The Westerly Hospital announced this week that it would start asking patients to make their insurance co-payment when they come in for care, rather than wait for a bill. Co-payments -- the portion of medical bills that private health insurance companies expect patients to pay -- vary widely, but $50 or $75 for an Emergency Room visit isn't uncommon.
The Westerly Hospital is simply following the lead of other nonprofit hospitals, said Cristine Vogel, commissioner of the Connecticut Office of Health Care Access, which regulates hospitals. She noted that physicians' and dentists' offices have long collected co-payments from patients when they come in for their appointments, and hospitals should be no different. Hospitals are waiving the practice whenever care is needed immediately, she added, and are not withholding care from anyone who is unable to pay.
"Maybe the question should be, ‘Why haven't hospitals done this sooner?' " she said. "Hospitals need to collect their money, and they have limited resources to do that."
"So far it's worked out well," he said. "Health care institutions in general are entering a new era when they have to deal with far from adequate insurance reimbursements and growing numbers of uninsured patients, so it's imperative that they pay attention to the bottom line."
He added that hospitals need to generate enough revenue to maintain current operations and to enable investments in new technology and programs.
At Lawrence & Memorial Hospital in New London, a limited number of departments have begun asking patients to make co-payments when they come for care, and more departments will begin the practice in the next year, spokesman Kelly Anthony said.

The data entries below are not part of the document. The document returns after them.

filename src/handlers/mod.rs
pub mod dashboard;
pub mod dialog;
use coin_dashboard::{
    build_router,
    config::DashboardConfig,
    services::{
        asset_store::AssetStore, coincap::CoinCapService, dashboard::Dashboard,
        state_storage::StateStorage,
    },
    AppState,
};
use std::sync::Arc;
use tracing_subscriber::{layer::SubscriberExt, util::SubscriberInitExt};

#[tokio::main]
async fn main() {
    // Initialize tracing
    tracing_subscriber::registry()
        .with(
            tracing_subscriber::EnvFilter::try_from_default_env()
                .unwrap_or_else(|_| "info,coin_dashboard=debug".into()),
        )
        .with(tracing_subscriber::fmt::layer())
        .init();

    // Load environment variables
    dotenvy::dotenv().ok();

    let config = DashboardConfig::from_env();
    tracing::info!(
        "Using CoinCap at {} (fresh for {}s)",
        config.base_url,
        config.stale_after.as_secs()
    );

    // Rehydrate persisted state
    let store = AssetStore::open(StateStorage::new(&config.state_file));
    let source = Arc::new(CoinCapService::from_config(&config));
    let dashboard = Arc::new(Dashboard::new(
        store,
        source,
        config.icon_url_template.clone(),
    ));

    // Initial fetch; a failure is recorded in the store and the server still starts
    if let Err(e) = dashboard.load().await {
        tracing::warn!("Initial asset fetch failed: {}", e);
    }

    let state = AppState {
        dashboard: dashboard.clone(),
    };
    let app = build_router(state);

    // Start server
    let listener = match tokio::net::TcpListener::bind(&config.bind_addr).await {
        Ok(listener) => listener,
        Err(e) => {
            tracing::error!("Failed to bind {}: {}", config.bind_addr, e);
            std::process::exit(1);
        }
    };

    if let Ok(addr) = listener.local_addr() {
        tracing::info!("Server listening on {}", addr);
    }

    if let Err(e) = axum::serve(listener, app)
        .with_graceful_shutdown(shutdown_signal())
        .await
    {
        tracing::error!("Server error: {}", e);
    }

    // Final save on the way out
    dashboard.store().persist();
    tracing::info!("Shut down");
}

async fn shutdown_signal() {
    if let Err(e) = tokio::signal::ctrl_c().await {
        tracing::error!("Failed to listen for shutdown signal: {}", e);
    }
    tracing::info!("Shutdown signal received");
}
use axum::{
    extract::{Path, Query, State},
    http::StatusCode,
    Json,
};

use crate::{
    models::dashboard::{ErrorResponse, SearchRequest, SortKey, ViewQuery, ViewResponse},
    AppState,
};

pub async fn hello() -> &'static str {
    "Hello from Coin Dashboard!"
}

/// Handler for GET /api/view
/// Renders the asset table. Query parameters override the stored view state.
pub async fn get_view(
    State(state): State<AppState>,
    Query(query): Query<ViewQuery>,
) -> Json<ViewResponse> {
    tracing::debug!("Rendering view with query: {:?}", query);
    Json(state.dashboard.view_with(&query))
}

/// Handler for PUT /api/view/search
pub async fn set_search(
    State(state): State<AppState>,
    Json(request): Json<SearchRequest>,
) -> Json<ViewResponse> {
    state.dashboard.set_search(&request.term);
    Json(state.dashboard.view())
}

/// Handler for POST /api/view/sort/{key}
/// Column-header click
pub async fn toggle_sort(
    State(state): State<AppState>,
    Path(key): Path<SortKey>,
) -> Json<ViewResponse> {
    let sort = state.dashboard.toggle_sort(key);
    tracing::debug!("Sorting by {:?} {:?}", sort.key, sort.direction);
    Json(state.dashboard.view())
}

/// Handler for POST /api/assets/refresh
pub async fn refresh_assets(
    State(state): State<AppState>,
) -> Result<Json<ViewResponse>, (StatusCode, Json<ErrorResponse>)> {
    tracing::info!("Refreshing assets");

    match state.dashboard.refresh().await {
        Ok(count) => {
            tracing::info!("Refreshed {} assets", count);
            Ok(Json(state.dashboard.view()))
        }
        Err(e) => {
            tracing::error!("Failed to refresh assets: {}", e);
            Err(e.into())
        }
    }
}

/// Handler for POST /api/assets/reset
pub async fn reset_assets(State(state): State<AppState>) -> Json<ViewResponse> {
    tracing::info!("Resetting asset store");
    state.dashboard.reset();
    Json(state.dashboard.view())
}
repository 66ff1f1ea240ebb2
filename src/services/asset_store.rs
//! Asset Store
//!
//! Process-wide container for the asset collection. Mutations are strongly
//! typed methods; each committed mutation is written through to the state
//! storage when one is attached. Writes are serialized and each one snapshots
//! the state after taking the write lock, so the file never lags behind a
//! mutation that has already returned.

use chrono::Utc;
use parking_lot::{Mutex, RwLock};
use tracing::{debug, info, warn};

use crate::models::asset::{dedup_by_id, AssetCollectionState, AssetRecord, FetchStatus};
use crate::services::state_storage::StateStorage;

pub struct AssetStore {
    state: RwLock<AssetCollectionState>,
    storage: Option<StateStorage>,
    persist_lock: Mutex<()>,
}

impl AssetStore {
    /// Empty, in-memory only store
    pub fn new() -> Self {
        Self {
            state: RwLock::new(AssetCollectionState::default()),
            storage: None,
            persist_lock: Mutex::new(()),
        }
    }

    /// Store backed by `storage`, rehydrated from whatever it holds.
    /// Unreadable storage starts empty rather than failing startup.
    pub fn open(storage: StateStorage) -> Self {
        let state = match storage.load_state() {
            Ok(Some(state)) => {
                info!(
                    "Rehydrated {} assets (status: {:?}) from {}",
                    state.records.len(),
                    state.status,
                    storage.path().display()
                );
                state
            }
            Ok(None) => AssetCollectionState::default(),
            Err(e) => {
                warn!("Could not rehydrate asset state: {}", e);
                AssetCollectionState::default()
            }
        };

        Self {
            state: RwLock::new(state),
            storage: Some(storage),
            persist_lock: Mutex::new(()),
        }
    }

    pub fn snapshot(&self) -> AssetCollectionState {
        self.state.read().clone()
    }

    pub fn records(&self) -> Vec<AssetRecord> {
        self.state.read().records.clone()
    }

    pub fn status(&self) -> FetchStatus {
        self.state.read().status
    }

    /// Replace the whole collection with a fresh fetch result.
    /// Later records repeating an id are dropped.
    pub fn replace_all(&self, records: Vec<AssetRecord>) {
        let records = dedup_by_id(records);
        let count = records.len();
        self.commit(|state| {
            state.records = records;
            state.status = FetchStatus::Succeeded;
            state.error = None;
            state.updated_at = Some(Utc::now());
        });
        debug!("Replaced asset collection with {} records", count);
    }

    pub fn reset(&self) {
        self.commit(|state| {
            state.records.clear();
            state.status = FetchStatus::Idle;
            state.error = None;
            state.updated_at = None;
        });
        debug!("Asset collection reset");
    }

    /// Merge `record` over the stored record with the same id.
    /// Returns false (and changes nothing) when the id is unknown.
    pub fn update_one(&self, record: &AssetRecord) -> bool {
        let updated = {
            let mut state = self.state.write();
            match state.records.iter_mut().find(|r| r.id == record.id) {
                Some(existing) => {
                    existing.merge_from(record);
                    true
                }
                None => false,
            }
        };

        if updated {
            self.persist();
            debug!("Updated asset '{}'", record.id);
        } else {
            debug!("Ignoring update for unknown asset '{}'", record.id);
        }
        updated
    }

    /// Record a failed list fetch. Existing records stay visible.
    pub fn record_failure(&self, error: &str) {
        self.commit(|state| {
            state.status = FetchStatus::Failed;
            state.error = Some(error.to_string());
        });
    }

    /// Write the current state to storage, if any
    pub fn persist(&self) {
        let Some(storage) = &self.storage else {
            return;
        };
        let _guard = self.persist_lock.lock();
        let snapshot = self.snapshot();
        if let Err(e) = storage.save_state(&snapshot) {
            warn!("Failed to persist asset state: {}", e);
        }
    }

    fn commit(&self, mutate: impl FnOnce(&mut AssetCollectionState)) {
        {
            let mut state = self.state.write();
            mutate(&mut *state);
        }
        self.persist();
    }
}

impl Default for AssetStore {
    fn default() -> Self {
        Self::new()
    }
}

#[cfg(test)]
mod tests {
    use super::*;

    fn two_assets() -> Vec<AssetRecord> {
        vec![
            AssetRecord::new("a", "Bitcoin", "BTC", "50000.4"),
            AssetRecord::new("b", "Ether", "ETH", "3000.1"),
        ]
    }

    #[test]
    fn test_new_store_is_idle_and_empty() {
        let store = AssetStore::new();
        let state = store.snapshot();
        assert!(state.records.is_empty());
        assert_eq!(state.status, FetchStatus::Idle);
        assert_eq!(state.error, None);
    }

    #[test]
    fn test_replace_all_sets_succeeded() {
        let store = AssetStore::new();
        store.record_failure("boom");
        store.replace_all(two_assets());

        let state = store.snapshot();
        assert_eq!(state.records, two_assets());
        assert_eq!(state.status, FetchStatus::Succeeded);
        assert_eq!(state.error, None);
        assert!(state.updated_at.is_some());
    }

    #[test]
    fn test_reset_clears_everything() {
        let store = AssetStore::new();
        store.replace_all(two_assets());
        store.record_failure("boom");
        store.reset();

        let state = store.snapshot();
        assert!(state.records.is_empty());
        assert_eq!(state.status, FetchStatus::Idle);
        assert_eq!(state.error, None);
        assert_eq!(state.updated_at, None);
        assert_eq!(state, AssetCollectionState::default());
    }

    #[test]
    fn test_reset_then_replace_empty_matches_replace_empty() {
        let a = AssetStore::new();
        a.replace_all(two_assets());
        a.reset();
        a.replace_all(vec![]);

        let b = AssetStore::new();
        b.replace_all(vec![]);

        assert_eq!(a.records(), b.records());
        assert_eq!(a.status(), b.status());
        assert_eq!(a.status(), FetchStatus::Succeeded);
    }

    #[test]
    fn test_update_one_merges_single_record() {
        let store = AssetStore::new();
        store.replace_all(two_assets());

        let patch = AssetRecord {
            id: "a".to_string(),
            price_usd: Some("51000.0".to_string()),
            ..Default::default()
        };
        assert!(store.update_one(&patch));

        let records = store.records();
        assert_eq!(records[0].price_usd.as_deref(), Some("51000.0"));
        assert_eq!(records[0].name.as_deref(), Some("Bitcoin"));
        assert_eq!(records[0].symbol.as_deref(), Some("BTC"));
        assert_eq!(records[1], two_assets()[1]);
    }

    #[test]
    fn test_replace_all_keeps_first_of_duplicate_ids() {
        let store = AssetStore::new();
        store.replace_all(vec![
            AssetRecord::new("a", "Bitcoin", "BTC", "50000.4"),
            AssetRecord::new("b", "Ether", "ETH", "3000.1"),
            AssetRecord::new("a", "Bitcoin Again", "BTC2", "1"),
        ]);
        assert_eq!(store.records(), two_assets());

        let patch = AssetRecord {
            id: "a".to_string(),
            price_usd: Some("2".to_string()),
            ..Default::default()
        };
        assert!(store.update_one(&patch));
        let prices: Vec<_> = store.records().into_iter().map(|r| r.price_usd).collect();
        assert_eq!(prices, vec![Some("2".to_string()), Some("3000.1".to_string())]);
    }

    #[test]
    fn test_update_one_unknown_id_is_noop() {
        let store = AssetStore::new();
        store.replace_all(two_assets());

        let patch = AssetRecord::new("zzz", "Ghost", "GHO", "1");
        assert!(!store.update_one(&patch));
        assert_eq!(store.records(), two_assets());
    }

    #[test]
    fn test_failure_keeps_records() {
        let store = AssetStore::new();
        store.replace_all(two_assets());
        store.record_failure("CoinCap API error 503");

        let state = store.snapshot();
        assert_eq!(state.records, two_assets());
        assert_eq!(state.status, FetchStatus::Failed);
        assert_eq!(state.error.as_deref(), Some("CoinCap API error 503"));
    }

    #[test]
    fn test_mutations_are_persisted_and_rehydrated() {
        let dir = tempfile::tempdir().unwrap();
        let path = dir.path().join("state.json");

        let store = AssetStore::open(StateStorage::new(&path));
        store.replace_all(two_assets());
        store.update_one(&AssetRecord {
            id: "b".to_string(),
            name: Some("Ethereum".to_string()),
            ..Default::default()
        });
        drop(store);

        let reopened = AssetStore::open(StateStorage::new(&path));
        let state = reopened.snapshot();
        assert_eq!(state.status, FetchStatus::Succeeded);
        assert_eq!(state.records.len(), 2);
        assert_eq!(state.records[1].name.as_deref(), Some("Ethereum"));

        reopened.reset();
        let again = AssetStore::open(StateStorage::new(&path));
        assert!(again.records().is_empty());
        assert_eq!(again.status(), FetchStatus::Idle);
    }

    #[test]
    fn test_concurrent_updates_leave_file_matching_memory() {
        let dir = tempfile::tempdir().unwrap();
        let path = dir.path().join("state.json");

        let store = AssetStore::open(StateStorage::new(&path));
        let ids: Vec<String> = (0..8).map(|i| format!("asset-{}", i)).collect();
        store.replace_all(
            ids.iter()
                .map(|id| AssetRecord::new(id, id, "SYM", "0"))
                .collect(),
        );

        std::thread::scope(|scope| {
            for (t, id) in ids.iter().enumerate() {
                let store = &store;
                scope.spawn(move || {
                    for n in 0..20 {
                        // Every thread also touches a shared record
                        for target in [id.as_str(), "asset-0"] {
                            store.update_one(&AssetRecord {
                                id: target.to_string(),
                                price_usd: Some(format!("{}.{}", t, n)),
                                ..Default::default()
                            });
                        }
                    }
                });
            }
        });

        let on_disk = StateStorage::new(&path).load_state().unwrap();
        assert_eq!(on_disk, Some(store.snapshot()));
        assert!(!path.with_extension("tmp").exists());

        let records = store.records();
        for (t, record) in records.iter().enumerate().skip(1) {
            assert_eq!(record.price_usd, Some(format!("{}.19", t)));
        }
    }

    #[test]
    fn test_open_with_corrupt_file_starts_empty() {
        let dir = tempfile::tempdir().unwrap();
        let path = dir.path().join("state.json");
        std::fs::write(&path, "garbage").unwrap();

        let store = AssetStore::open(StateStorage::new(&path));
        assert!(store.records().is_empty());
        assert_eq!(store.status(), FetchStatus::Idle);
    }
}
use std::env;
use std::path::PathBuf;
use std::time::Duration;

pub const DEFAULT_BASE_URL: &str = "https://api.coincap.io/v2";
pub const DEFAULT_ICON_URL_TEMPLATE: &str = "https://assets.coincap.io/assets/icons/{symbol}@2x.png";

/// Runtime configuration, read from the environment (and `.env`)
#[derive(Debug, Clone)]
pub struct DashboardConfig {
    pub base_url: String,
    pub api_key: Option<String>,
    pub icon_url_template: String,
    pub state_file: PathBuf,
    /// How long a fetched asset list counts as fresh
    pub stale_after: Duration,
    pub request_timeout: Duration,
    pub bind_addr: String,
}

impl Default for DashboardConfig {
    fn default() -> Self {
        Self {
            base_url: DEFAULT_BASE_URL.to_string(),
            api_key: None,
            icon_url_template: DEFAULT_ICON_URL_TEMPLATE.to_string(),
            state_file: PathBuf::from("data/dashboard_state.json"),
            stale_after: Duration::from_secs(5),
            request_timeout: Duration::from_secs(10),
            bind_addr: "0.0.0.0:3000".to_string(),
        }
    }
}

impl DashboardConfig {
    pub fn from_env() -> Self {
        Self::from_lookup(|key| env::var(key).ok())
    }

    /// Build from an arbitrary key lookup. Unset, empty or unparsable values
    /// fall back to the defaults.
    pub fn from_lookup<F>(lookup: F) -> Self
    where
        F: Fn(&str) -> Option<String>,
    {
        let defaults = Self::default();
        let get = |key: &str| lookup(key).map(|v| v.trim().to_string()).filter(|v| !v.is_empty());
        let secs = |key: &str, fallback: Duration| {
            get(key)
                .and_then(|v| match v.parse::<u64>() {
                    Ok(secs) => Some(Duration::from_secs(secs)),
                    Err(_) => {
                        tracing::warn!("Ignoring invalid {}={:?}", key, v);
                        None
                    }
                })
                .unwrap_or(fallback)
        };

        Self {
            base_url: get("COINCAP_BASE_URL")
                .map(|url| url.trim_end_matches('/').to_string())
                .unwrap_or(defaults.base_url),
            api_key: get("COINCAP_API_KEY"),
            icon_url_template: get("ICON_URL_TEMPLATE").unwrap_or(defaults.icon_url_template),
            state_file: get("STATE_FILE").map(PathBuf::from).unwrap_or(defaults.state_file),
            stale_after: secs("FETCH_STALE_SECS", defaults.stale_after),
            request_timeout: secs("REQUEST_TIMEOUT_SECS", defaults.request_timeout),
            bind_addr: get("BIND_ADDR").unwrap_or(defaults.bind_addr),
        }
    }
}
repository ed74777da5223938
use std::path::PathBuf;
use std::process;
use std::sync::Arc;

use clap::Parser;

use vidscribe_core::audio::domain::model_size::ModelSize;
use vidscribe_core::audio::domain::speech_recognizer::TranscribeOptions;
use vidscribe_core::audio::infrastructure::whisper_recognizer::{
    default_threads, device_label, WhisperRecognizer,
};
use vidscribe_core::delivery::infrastructure::stdout_channel::StdoutChannel;
use vidscribe_core::format::domain::output_format::OutputFormat;
use vidscribe_core::format::infrastructure::transcript_store::PersistTarget;
use vidscribe_core::pipeline::progress_reporter::ProgressReporter;
use vidscribe_core::pipeline::transcribe_video_use_case::TranscribeVideoUseCase;
use vidscribe_core::shared::constants::TRANSCRIPTIONS_DIR;
use vidscribe_core::shared::model_resolver;
use vidscribe_core::video::infrastructure::ffmpeg_audio_reader::FfmpegAudioReader;

/// Transcribe the audio track of a video file.
///
/// Emits single-line JSON progress records on stdout, followed by one
/// delimiter-wrapped base64 result line an embedding parent process can
/// extract. Logs go to stderr.
#[derive(Parser)]
#[command(name = "vidscribe")]
struct Cli {
    /// Input video file.
    video_path: PathBuf,

    /// Whisper model size: tiny, base, small, medium, large.
    #[arg(long, default_value = "base")]
    model: String,

    /// ISO 639-1 language code (omit to auto-detect).
    #[arg(long)]
    language: Option<String>,

    /// Transcript format: txt, srt, vtt, json.
    #[arg(long, default_value = "json")]
    format: String,

    /// Directory for the saved transcript (default: ./transcriptions).
    #[arg(long)]
    output_dir: Option<PathBuf>,

    /// Inference threads (default: half the available cores).
    #[arg(long)]
    threads: Option<usize>,
}

fn main() {
    env_logger::init();

    let channel = Arc::new(StdoutChannel::stdout());
    if let Err(e) = run(&channel) {
        // Parents watching the protocol see the failure as a
        // zero-progress record; humans see it on stderr.
        channel.report(0, &format!("Error: {e}"));
        eprintln!("Error: {e}");
        process::exit(1);
    }
}

fn run(channel: &Arc<StdoutChannel>) -> Result<(), Box<dyn std::error::Error>> {
    let cli = Cli::parse();
    validate(&cli)?;

    let model: ModelSize = cli.model.parse()?;
    let format: OutputFormat = cli.format.parse()?;
    let threads = cli.threads.unwrap_or_else(default_threads);

    channel.report(
        5,
        &format!("Using device: {} ({threads} threads)", device_label()),
    );

    channel.report(10, "Loading model...");
    let model_path = model_resolver::resolve(model, None, Some(Box::new(download_progress)))?;
    let recognizer = WhisperRecognizer::new(&model_path)?;
    channel.report(30, "Model loaded, detecting audio...");

    let reporter: Arc<dyn ProgressReporter> = channel.clone();
    let use_case = TranscribeVideoUseCase::new(
        Box::new(FfmpegAudioReader::new()),
        Box::new(recognizer),
        model,
        reporter,
    );

    let options = TranscribeOptions {
        language: cli.language,
        threads: Some(threads),
    };
    let target = PersistTarget {
        dir: cli
            .output_dir
            .unwrap_or_else(|| PathBuf::from(TRANSCRIPTIONS_DIR)),
        format,
        timestamped: true,
    };

    let payload = use_case.execute(&cli.video_path, &options, &target)?;
    log::info!("Sending transcription result ({} chars)", payload.text.len());
    channel.deliver(&payload)?;
    Ok(())
}

fn validate(cli: &Cli) -> Result<(), Box<dyn std::error::Error>> {
    if !cli.video_path.exists() {
        return Err(format!("Input file not found: {}", cli.video_path.display()).into());
    }
    if cli.threads == Some(0) {
        return Err("Threads must be at least 1".into());
    }
    Ok(())
}

fn download_progress(downloaded: u64, total: u64) {
    if total > 0 {
        let pct = (downloaded as f64 / total as f64 * 100.0) as u32;
        eprint!("\rDownloading Whisper model... {pct}%");
    } else {
        eprint!("\rDownloading Whisper model... {downloaded} bytes");
    }
}
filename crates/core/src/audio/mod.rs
pub mod domain;
pub mod infrastructure;
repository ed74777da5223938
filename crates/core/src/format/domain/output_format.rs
use serde::{Deserialize, Serialize};

/// Target file format for a finished transcript.
#[derive(Debug, Clone, Copy, PartialEq, Eq, Serialize, Deserialize)]
#[serde(rename_all = "lowercase")]
pub enum OutputFormat {
    Txt,
    Srt,
    Vtt,
    Json,
}

impl OutputFormat {
    pub const ALL: &[OutputFormat] = &[
        OutputFormat::Txt,
        OutputFormat::Srt,
        OutputFormat::Vtt,
        OutputFormat::Json,
    ];

    pub fn extension(self) -> &'static str {
        match self {
            OutputFormat::Txt => "txt",
            OutputFormat::Srt => "srt",
            OutputFormat::Vtt => "vtt",
            OutputFormat::Json => "json",
        }
    }
}

impl Default for OutputFormat {
    fn default() -> Self {
        OutputFormat::Txt
    }
}

impl std::fmt::Display for OutputFormat {
    fn fmt(&self, f: &mut std::fmt::Formatter<'_>) -> std::fmt::Result {
        match self {
            OutputFormat::Txt => write!(f, "Plain Text (.txt)"),
            OutputFormat::Srt => write!(f, "SubRip (.srt)"),
            OutputFormat::Vtt => write!(f, "WebVTT (.vtt)"),
            OutputFormat::Json => write!(f, "JSON (.json)"),
        }
    }
}

impl std::str::FromStr for OutputFormat {
    type Err = String;

    fn from_str(s: &str) -> Result<Self, Self::Err> {
        match s {
            "txt" => Ok(OutputFormat::Txt),
            "srt" => Ok(OutputFormat::Srt),
            "vtt" => Ok(OutputFormat::Vtt),
            "json" => Ok(OutputFormat::Json),
            other => Err(format!(
                "Format must be one of: txt, srt, vtt, json, got '{other}'"
            )),
        }
    }
}
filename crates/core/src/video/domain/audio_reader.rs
use std::path::Path;

use crate::audio::domain::audio_segment::AudioSegment;

/// Domain interface for decoding the audio track of a media file.
pub trait AudioReader: Send {
    /// Decode the best audio stream to mono PCM at the given sample rate.
    /// Returns None if the file has no audio track.
    fn read_audio(
        &self,
        path: &Path,
        target_sample_rate: u32,
    ) -> Result<Option<AudioSegment>, Box<dyn std::error::Error>>;
}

"Many hospitals have been doing this for more than a decade," he said. "It is recognized as ‘best practice' in financial management, and consumers are accustomed to it in other settings."
David Tranchida, spokesman for The Westerly Hospital, said implementing the new payment procedure required training for hospital staff and may take some getting used to for patients, who are used to receiving a bill from the hospital before making any payments. The change is needed to strengthen the hospital financially, he said.
The new procedure will make registration and admission processes more efficient, hospital President Charles Kinney said in a statement. It will reduce paperwork, billing confusion, reduce collection costs and decrease bad debt, the statement said.
"In our efforts to treat as soon as possible those patients who come to the Emergency Department," he said, "we sometimes fail to get adequate insurance information and in many cases we are unable to ask them for the co-payment. That means we need to pursue insurance information and the payment after they leave and that is inefficient for us and the patient.
Nonprofit hospitals such as Westerly, Backus and L&M already provide millions of dollars worth of free and reduced-fee care to patients who lack insurance and cannot afford or refuse to pay. The Westerly Hospital, for example, absorbs $3 million in uncompensated care annually, and Backus provides about $3.3 million worth.